AMANPOUR: And, Terry, finally to you, obviously your freedom was won after a lot of negotiation. Today, nobody will negotiate for the release of

those who have been taken by ISIS or release many Americans and British will not.

T. ANDERSON: I have been quite forward on my opinions about American policy on negotiating with hostage takers. I don't believe you should pay

ransom for them. It does not mean you shouldn't try to talk, OK.

My release and the release of the people who are with me came at the behest of (INAUDIBLE), the deputy secretary-general of the U.N. who get nothing.

We didn't pay any money. We didn't give them any reward, simply persuaded them that this was getting anybody -- getting no one anywhere and they

eventually, they released us.

When somebody robs a bank and takes hostages, what's the first thing they do? They call in a professional hostage negotiator. They don't intend to

give them a plane and they don't intend to let them get away with money. But the first thing they do is talk.

AMANPOUR: All right. A really fascinating story. Good luck with the book, Sulome Anderson and Terry Anderson. Thanks for joining me.

S. ANDERSON: Thank you, Christiane.

T. ANDERSON: Thank you.

(END VIDEOTAPE)

AMANPOUR: And when we come back, we go back in time and place to imagine a world where Londoners found a spot of European fascism had spread here and

they rose up to crush it. The battle of Cable Street 80 years on. That's next.

(COMMERCIAL BREAK)

AMANPOUR: And finally tonight, it is hard to imagine the kind of political extremism that was to have been stamped out forever after World War II

instead rearing its ugly head again today. But it is demagogues and populists preaching hate and fear climbing up the polls. But imagine a

world where one neighborhood here in London simply rose up and drowned that message out. That was 80 years ago. And its lessons today are self-

evident.

Oswald Mosley and his British Union of Fascists planned a provocative march through London's east end, home to Jews, Irish immigrants and other

minorities.

100,000 people had signed a petition to stop it, but the government allowed it to go on and they deployed thousands of police to protect the march.
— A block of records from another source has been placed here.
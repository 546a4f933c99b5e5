use std::sync::Arc;

use tracing::debug;

use crate::atomic::{AtomicParam, ControlValue};
use crate::dsp::mix::dry_wet_gains;
use crate::engine::AudioEngine;
use crate::error::{Error, Result};
use crate::plugin::{AudioEndpoints, DspPlugin};
use crate::port::{ControlPort, PortsBuilder};
use crate::unit::arithmetic::{INPUT_A, INPUT_B, INPUT_C};
use crate::unit::{shaper, Multiply, MultiplyAdd, PassThrough, SoftClipper, UnitId};

pub const URI: &str = "org.orpheus.distortion";
const PORT_START_INDEX: u32 = 180;

/// Stereo soft-clip drive with a dry/wet blend.
///
/// Per lane: `out = softclip(in · drive) · wet + in · dry`.
pub struct DistortionPlugin {
    drive: ControlValue,
    mix: ControlValue,
    dry: ControlValue,
    wet: ControlValue,
    ports: Vec<ControlPort>,
    endpoints: AudioEndpoints,
    initialized: bool,
}

impl DistortionPlugin {
    pub fn new() -> Self {
        let drive = Arc::new(AtomicParam::new(1.0));
        let mix = Arc::new(AtomicParam::new(0.0));
        let dry = Arc::new(AtomicParam::new(1.0));
        let wet = Arc::new(AtomicParam::new(0.0));

        let mut ports = PortsBuilder::new(PORT_START_INDEX);
        ports
            .float("drive")
            .name("Drive")
            .default(1.0)
            .range(1.0, 20.0)
            .param(Arc::clone(&drive));

        let get = Arc::clone(&mix);
        let (set, dry_gain, wet_gain) = (Arc::clone(&mix), Arc::clone(&dry), Arc::clone(&wet));
        ports
            .float("mix")
            .name("Mix")
            .default(0.0)
            .range(0.0, 1.0)
            .bind(
                move || get.get(),
                move |amount| {
                    set.set(amount);
                    let (d, w) = dry_wet_gains(amount);
                    dry_gain.set(d);
                    wet_gain.set(w);
                },
            );

        Self {
            drive,
            mix,
            dry,
            wet,
            ports: ports.build(),
            endpoints: AudioEndpoints::new(),
            initialized: false,
        }
    }

    pub fn mix(&self) -> f32 {
        self.mix.get()
    }

    fn build_lane(&self, engine: &mut AudioEngine) -> Result<(UnitId, UnitId)> {
        let proxy = engine.add(PassThrough::new())?;
        let clipper = engine.add(SoftClipper::new())?;
        let dry = engine.add(Multiply::new())?;
        let out = engine.add(MultiplyAdd::new())?;

        engine.connect(proxy.output(), clipper.input(shaper::INPUT))?;
        engine.bind_constant(clipper.input(shaper::DRIVE), Arc::clone(&self.drive))?;

        engine.connect(proxy.output(), dry.input(INPUT_A))?;
        engine.bind_constant(dry.input(INPUT_B), Arc::clone(&self.dry))?;

        engine.connect(clipper.output(), out.input(INPUT_A))?;
        engine.bind_constant(out.input(INPUT_B), Arc::clone(&self.wet))?;
        engine.connect(dry.output(), out.input(INPUT_C))?;
        Ok((proxy, out))
    }
}

impl Default for DistortionPlugin {
    fn default() -> Self {
        Self::new()
    }
}

impl DspPlugin for DistortionPlugin {
    fn uri(&self) -> &str {
        URI
    }

    fn initialize(&mut self, engine: &mut AudioEngine) -> Result<()> {
        if self.initialized {
            return Err(Error::AlreadyInitialized(URI.to_string()));
        }
        let (in_left, out_left) = self.build_lane(engine)?;
        let (in_right, out_right) = self.build_lane(engine)?;

        self.endpoints.add_input("in_left", in_left.input(0));
        self.endpoints.add_input("in_right", in_right.input(0));
        self.endpoints.add_output("out_left", out_left.output());
        self.endpoints.add_output("out_right", out_right.output());
        self.initialized = true;
        debug!(uri = URI, "plugin initialized");
        Ok(())
    }

    fn ports(&self) -> &[ControlPort] {
        &self.ports
    }

    fn endpoints(&self) -> &AudioEndpoints {
        &self.endpoints
    }
}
What happened next became known as the Battle of Cable Street.

Records say as many as 300,000 people, Jews, trade unionist, communists, and other outraged citizens held off the black shirts by building

barricades, even with police help, Mosley and his marches couldn't make it through Cable Street. That defeat was the beginning of the end of Mosley's

brand of British fascism, a lesson taught on a London street 80 years ago that should be remembered and should resonate across Europe today.